GIVEN INFORMATION:

═══

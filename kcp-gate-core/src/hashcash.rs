//! HashCash proof-of-work admission tokens
//!
//! A token binds an issue time, a resource and a random salt; the miner
//! increments `counter` until the SHA-256 digest of the 28-byte encoding
//! starts with the requested number of zero bits. Verification is a single
//! hash, so the listener can afford to check every first datagram.

use crate::codec;
use sha2::{Digest, Sha256};
use std::time::{Duration, SystemTime, UNIX_EPOCH};

/// 100 ns ticks between 0001-01-01 and 1970-01-01.
pub const UNIX_EPOCH_TICKS: i64 = 621_355_968_000_000_000;

pub const TICKS_PER_SECOND: i64 = 10_000_000;

/// How old a token may be.
pub const MAX_AGE: Duration = Duration::from_secs(10 * 60);

/// How far a token may be issued in the future (clock skew allowance).
pub const MAX_SKEW: Duration = Duration::from_secs(5 * 60);

/// Largest meaningful difficulty: every bit of the digest.
pub const MAX_DIFFICULTY: u32 = 256;

/// A mined or received admission token.
#[derive(Debug, Clone, Copy, PartialEq, Eq, Hash)]
pub struct HashCash {
    /// Issue time in 100 ns ticks since 0001-01-01 UTC
    pub issued_at: i64,
    /// Stable hash of the resource name
    pub resource: i32,
    pub salt: u64,
    pub counter: u64,
}

impl HashCash {
    /// Encoded size in bytes
    pub const SIZE: usize = 28;

    /// Mine a token for `resource` issued now with a random salt.
    ///
    /// CPU-bound: roughly `2^difficulty_bits` hashes on average.
    pub fn mine(resource: &str, difficulty_bits: u32) -> Self {
        Self::mine_with(resource, difficulty_bits, ticks_now(), rand::random())
    }

    /// Mine with a fixed issue time and salt.
    pub fn mine_with(resource: &str, difficulty_bits: u32, issued_at: i64, salt: u64) -> Self {
        let mut token = Self {
            issued_at,
            resource: stable_hash(resource),
            salt,
            counter: 0,
        };
        while !has_leading_zero_bits(&token.digest(), difficulty_bits) {
            token.counter = token.counter.wrapping_add(1);
        }
        token
    }

    /// Check resource, age and work against the verifier's clock `now` (ticks).
    pub fn validate(&self, resource: &str, difficulty_bits: u32, now: i64) -> bool {
        if self.resource != stable_hash(resource) {
            return false;
        }
        let age = now.saturating_sub(self.issued_at);
        if age > duration_ticks(MAX_AGE) || -age > duration_ticks(MAX_SKEW) {
            return false;
        }
        has_leading_zero_bits(&self.digest(), difficulty_bits)
    }

    /// SHA-256 of the wire encoding.
    pub fn digest(&self) -> [u8; 32] {
        Sha256::digest(self.encode()).into()
    }

    pub fn encode(&self) -> [u8; Self::SIZE] {
        let mut buf = [0u8; Self::SIZE];
        self.encode_into(&mut buf);
        buf
    }

    /// Write the 28-byte encoding at the start of `buf`.
    pub fn encode_into(&self, buf: &mut [u8]) -> usize {
        let pos = codec::encode_u64(buf, 0, self.issued_at as u64);
        let pos = codec::encode_u32(buf, pos, self.resource as u32);
        let pos = codec::encode_u64(buf, pos, self.salt);
        codec::encode_u64(buf, pos, self.counter)
    }

    /// Decode from the first 28 bytes of `buf`; `None` if it is shorter.
    pub fn decode(buf: &[u8]) -> Option<Self> {
        if buf.len() < Self::SIZE {
            return None;
        }
        let (issued_at, pos) = codec::decode_u64(buf, 0);
        let (resource, pos) = codec::decode_u32(buf, pos);
        let (salt, pos) = codec::decode_u64(buf, pos);
        let (counter, _) = codec::decode_u64(buf, pos);
        Some(Self {
            issued_at: issued_at as i64,
            resource: resource as i32,
            salt,
            counter,
        })
    }
}

/// Deterministic 32-bit string hash over UTF-16 code units.
///
/// Must not change: miner and verifier compute it independently.
pub fn stable_hash(text: &str) -> i32 {
    text.encode_utf16()
        .fold(23i32, |h, unit| h.wrapping_mul(31).wrapping_add(unit as i32))
}

/// True if the first `bits` bits of `digest` are zero.
pub fn has_leading_zero_bits(digest: &[u8], bits: u32) -> bool {
    let bits = bits as usize;
    if bits > digest.len() * 8 {
        return false;
    }
    let full = bits / 8;
    if digest[..full].iter().any(|&b| b != 0) {
        return false;
    }
    let rest = bits % 8;
    rest == 0 || digest[full] >> (8 - rest) == 0
}

/// Ticks for a wall-clock time.
pub fn ticks_from_system_time(time: SystemTime) -> i64 {
    match time.duration_since(UNIX_EPOCH) {
        Ok(since) => UNIX_EPOCH_TICKS + duration_ticks(since),
        Err(before) => UNIX_EPOCH_TICKS - duration_ticks(before.duration()),
    }
}

/// Current wall-clock time in ticks.
pub fn ticks_now() -> i64 {
    ticks_from_system_time(SystemTime::now())
}

pub fn duration_ticks(duration: Duration) -> i64 {
    (duration.as_nanos() / 100).min(i64::MAX as u128) as i64
}
//! Shared test helpers for KCP integration tests

#![allow(dead_code)]

use kcp_gate::{KcpConfig, KcpListener};
use kcp_gate_core::KcpEngine;
use std::net::SocketAddr;
use std::sync::Once;

/// Send all output packets from one engine into another engine's input.
pub fn transfer(src: &mut KcpEngine, dst: &mut KcpEngine) {
    for packet in src.drain_output() {
        let _ = dst.input(&packet);
    }
}

/// Install a fmt subscriber once; honours `RUST_LOG`.
pub fn init_tracing() {
    static INIT: Once = Once::new();
    INIT.call_once(|| {
        let _ = tracing_subscriber::fmt()
            .with_env_filter(tracing_subscriber::EnvFilter::from_default_env())
            .with_test_writer()
            .try_init();
    });
}

/// Cheap admission so tests do not spend their time mining.
pub fn test_config() -> KcpConfig {
    KcpConfig::gaming().resource("kcp-gate-test").difficulty(4)
}

/// Listener on an ephemeral loopback port.
pub async fn loopback_listener(config: KcpConfig) -> (KcpListener, SocketAddr) {
    let listener = KcpListener::bind("127.0.0.1:0".parse().unwrap(), config)
        .await
        .expect("Failed to bind");
    let addr = *listener.local_addr();
    (listener, addr)
}
//! KCP wire types, constants, and sequence arithmetic

use crate::buffer::ByteBuffer;
use crate::codec;
use crate::error::Violation;

/// KCP protocol constants
pub mod constants {
    pub const IKCP_RTO_NDL: u32 = 30; // no delay min rto
    pub const IKCP_RTO_MIN: u32 = 100; // normal min rto
    pub const IKCP_RTO_DEF: u32 = 200; // default rto
    pub const IKCP_RTO_MAX: u32 = 60000; // max rto
    pub const IKCP_ASK_SEND: u32 = 1; // need to send WindowAsk
    pub const IKCP_ASK_TELL: u32 = 2; // need to send WindowTell
    pub const IKCP_WND_SND: u32 = 32; // default send window
    pub const IKCP_WND_RCV: u32 = 128; // default receive window, also the minimum
    pub const IKCP_MTU_DEF: u32 = 1200; // default mtu
    pub const IKCP_MTU_MIN: u32 = 50; // smallest accepted mtu
    pub const IKCP_MTU_MAX: u32 = 65535; // largest accepted mtu
    pub const IKCP_INTERVAL: u32 = 100; // default update interval
    pub const IKCP_INTERVAL_MIN: u32 = 10;
    pub const IKCP_INTERVAL_MAX: u32 = 5000;
    pub const IKCP_OVERHEAD: u32 = 24; // kcp header overhead
    pub const IKCP_DEADLINK: u32 = 20; // max transmissions of one segment
    pub const IKCP_THRESH_INIT: u32 = 2; // initial slow start threshold
    pub const IKCP_THRESH_MIN: u32 = 2; // min slow start threshold
    pub const IKCP_PROBE_INIT: u32 = 7000; // 7 secs to probe window size
    pub const IKCP_PROBE_LIMIT: u32 = 120000; // up to 120 secs to probe window
    pub const IKCP_FASTACK_LIMIT: u32 = 5; // max times to trigger fastack
    pub const IKCP_FRG_MAX: usize = 255; // fragment index is one byte
    pub const IKCP_CLOCK_JUMP: i32 = 10000; // drift treated as a clock jump
}

/// Conversation ID type
pub type ConvId = u32;

/// Sequence number type
pub type SeqNum = u32;

/// Timestamp type (milliseconds on the caller's clock, wrapping)
pub type Timestamp = u32;

/// Generate a random non-zero conversation ID.
pub fn random_conv_id() -> ConvId {
    loop {
        let id = rand::random::<u32>();
        if id != 0 {
            return id;
        }
    }
}

/// Segment command. The byte values are fixed by the wire format.
#[derive(Debug, Clone, Copy, PartialEq, Eq, Hash)]
#[repr(u8)]
pub enum Command {
    Push = 81,
    Ack = 82,
    WindowAsk = 83,
    WindowTell = 84,
}

impl Command {
    pub fn as_str(self) -> &'static str {
        match self {
            Command::Push => "PUSH",
            Command::Ack => "ACK",
            Command::WindowAsk => "WASK",
            Command::WindowTell => "WINS",
        }
    }
}

impl TryFrom<u8> for Command {
    type Error = Violation;

    fn try_from(value: u8) -> Result<Self, Self::Error> {
        match value {
            81 => Ok(Command::Push),
            82 => Ok(Command::Ack),
            83 => Ok(Command::WindowAsk),
            84 => Ok(Command::WindowTell),
            other => Err(Violation::UnknownCommand(other)),
        }
    }
}

/// Decoded 24-byte segment header.
#[derive(Debug, Clone, Copy, PartialEq, Eq)]
pub struct SegmentHeader {
    pub conv: ConvId,
    pub cmd: Command,
    pub frg: u8,
    pub wnd: u16,
    pub ts: Timestamp,
    pub sn: SeqNum,
    pub una: SeqNum,
    pub len: u32,
}

impl SegmentHeader {
    /// Size of KCP header in bytes
    pub const SIZE: usize = 24;

    /// Decode and validate the header at the start of `buf`.
    ///
    /// The declared payload length is checked against the bytes that follow
    /// the header, so a successful decode guarantees the whole frame is
    /// present.
    pub fn decode(buf: &[u8]) -> Result<Self, Violation> {
        if buf.len() < Self::SIZE {
            return Err(Violation::TooShort(buf.len()));
        }

        let (conv, pos) = codec::decode_u32(buf, 0);
        let (cmd, pos) = codec::decode_u8(buf, pos);
        let (frg, pos) = codec::decode_u8(buf, pos);
        let (wnd, pos) = codec::decode_u16(buf, pos);
        let (ts, pos) = codec::decode_u32(buf, pos);
        let (sn, pos) = codec::decode_u32(buf, pos);
        let (una, pos) = codec::decode_u32(buf, pos);
        let (len, _) = codec::decode_u32(buf, pos);

        let remaining = buf.len() - Self::SIZE;
        if len as usize > remaining {
            return Err(Violation::Truncated {
                declared: len,
                remaining,
            });
        }

        Ok(Self {
            conv,
            cmd: Command::try_from(cmd)?,
            frg,
            wnd,
            ts,
            sn,
            una,
            len,
        })
    }

    /// Write the header at the buffer cursor.
    pub fn encode(&self, buf: &mut ByteBuffer) {
        buf.ensure_capacity(Self::SIZE);
        buf.write_u32(self.conv);
        buf.write_u8(self.cmd as u8);
        buf.write_u8(self.frg);
        buf.write_u16(self.wnd);
        buf.write_u32(self.ts);
        buf.write_u32(self.sn);
        buf.write_u32(self.una);
        buf.write_u32(self.len);
    }

    /// Total frame size, header included.
    pub fn frame_len(&self) -> usize {
        Self::SIZE + self.len as usize
    }
}

/// Statistics for one engine
#[derive(Debug, Default, Clone, Copy)]
pub struct KcpStats {
    /// Application bytes accepted by `send`
    pub bytes_sent: u64,
    /// Application bytes returned by `receive`
    pub bytes_received: u64,
    /// Datagrams emitted
    pub packets_sent: u64,
    /// Datagrams accepted by `input`
    pub packets_received: u64,
    /// Timeout retransmissions
    pub retransmissions: u64,
    /// Fast retransmissions
    pub fast_retransmissions: u64,
    /// Smoothed RTT in milliseconds
    pub rtt: u32,
    /// RTT variance
    pub rtt_var: u32,
    /// Current RTO
    pub rto: u32,
    /// Send window size
    pub snd_wnd: u32,
    /// Receive window size
    pub rcv_wnd: u32,
    /// Remote advertised window
    pub rmt_wnd: u32,
    /// Congestion window size
    pub cwnd: u32,
    /// Segments in flight
    pub snd_buf_size: u32,
    /// Out-of-order segments held for reassembly
    pub rcv_buf_size: u32,
}

/// Signed distance between two wrapping timestamps or sequence numbers.
#[inline]
pub fn time_diff(later: u32, earlier: u32) -> i32 {
    later.wrapping_sub(earlier) as i32
}

/// Check if a sequence number is before another (handling wrapping)
#[inline]
pub fn seq_before(seq1: SeqNum, seq2: SeqNum) -> bool {
    time_diff(seq1, seq2) < 0
}

/// Check if a sequence number is after another (handling wrapping)
#[inline]
pub fn seq_after(seq1: SeqNum, seq2: SeqNum) -> bool {
    time_diff(seq1, seq2) > 0
}

#[cfg(test)]
mod tests {
    use super::*;

    fn raw_header(cmd: u8, len: u32, payload: usize) -> Vec<u8> {
        let mut buf = vec![0u8; SegmentHeader::SIZE + payload];
        let pos = codec::encode_u32(&mut buf, 0, 7);
        let pos = codec::encode_u8(&mut buf, pos, cmd);
        let pos = codec::encode_u8(&mut buf, pos, 1);
        let pos = codec::encode_u16(&mut buf, pos, 64);
        let pos = codec::encode_u32(&mut buf, pos, 1000);
        let pos = codec::encode_u32(&mut buf, pos, 5);
        let pos = codec::encode_u32(&mut buf, pos, 3);
        codec::encode_u32(&mut buf, pos, len);
        buf
    }

    #[test]
    fn test_header_decode() {
        let buf = raw_header(81, 4, 4);
        let header = SegmentHeader::decode(&buf).unwrap();
        assert_eq!(header.conv, 7);
        assert_eq!(header.cmd, Command::Push);
        assert_eq!(header.frg, 1);
        assert_eq!(header.wnd, 64);
        assert_eq!(header.ts, 1000);
        assert_eq!(header.sn, 5);
        assert_eq!(header.una, 3);
        assert_eq!(header.frame_len(), 28);
    }

    #[test]
    fn test_header_rejects_malformed() {
        assert_eq!(
            SegmentHeader::decode(&[0u8; 10]),
            Err(Violation::TooShort(10))
        );
        assert_eq!(
            SegmentHeader::decode(&raw_header(99, 0, 0)),
            Err(Violation::UnknownCommand(99))
        );
        assert_eq!(
            SegmentHeader::decode(&raw_header(81, 9, 4)),
            Err(Violation::Truncated {
                declared: 9,
                remaining: 4
            })
        );
    }

    #[test]
    fn test_command_bytes() {
        for cmd in [
            Command::Push,
            Command::Ack,
            Command::WindowAsk,
            Command::WindowTell,
        ] {
            assert_eq!(Command::try_from(cmd as u8), Ok(cmd));
        }
    }

    #[test]
    fn test_wrapping_comparisons() {
        assert!(seq_before(u32::MAX, 0));
        assert!(seq_after(0, u32::MAX));
        assert_eq!(time_diff(5, u32::MAX - 4), 10);
        assert!(random_conv_id() != 0);
    }
}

═══

EXERCISE PROMPT:
Among the lines above, find the one with "KCP integration tests" and the one with "ephemeral loopback port.". Quote both and everything between them, exactly.

EXPECTED OUTPUT:
//! Shared test helpers for KCP integration tests

#![allow(dead_code)]

use kcp_gate::{KcpConfig, KcpListener};
use kcp_gate_core::KcpEngine;
use std::net::SocketAddr;
use std::sync::Once;

/// Send all output packets from one engine into another engine's input.
pub fn transfer(src: &mut KcpEngine, dst: &mut KcpEngine) {
    for packet in src.drain_output() {
        let _ = dst.input(&packet);
    }
}

/// Install a fmt subscriber once; honours `RUST_LOG`.
pub fn init_tracing() {
    static INIT: Once = Once::new();
    INIT.call_once(|| {
        let _ = tracing_subscriber::fmt()
            .with_env_filter(tracing_subscriber::EnvFilter::from_default_env())
            .with_test_writer()
            .try_init();
    });
}

/// Cheap admission so tests do not spend their time mining.
pub fn test_config() -> KcpConfig {
    KcpConfig::gaming().resource("kcp-gate-test").difficulty(4)
}

/// Listener on an ephemeral loopback port.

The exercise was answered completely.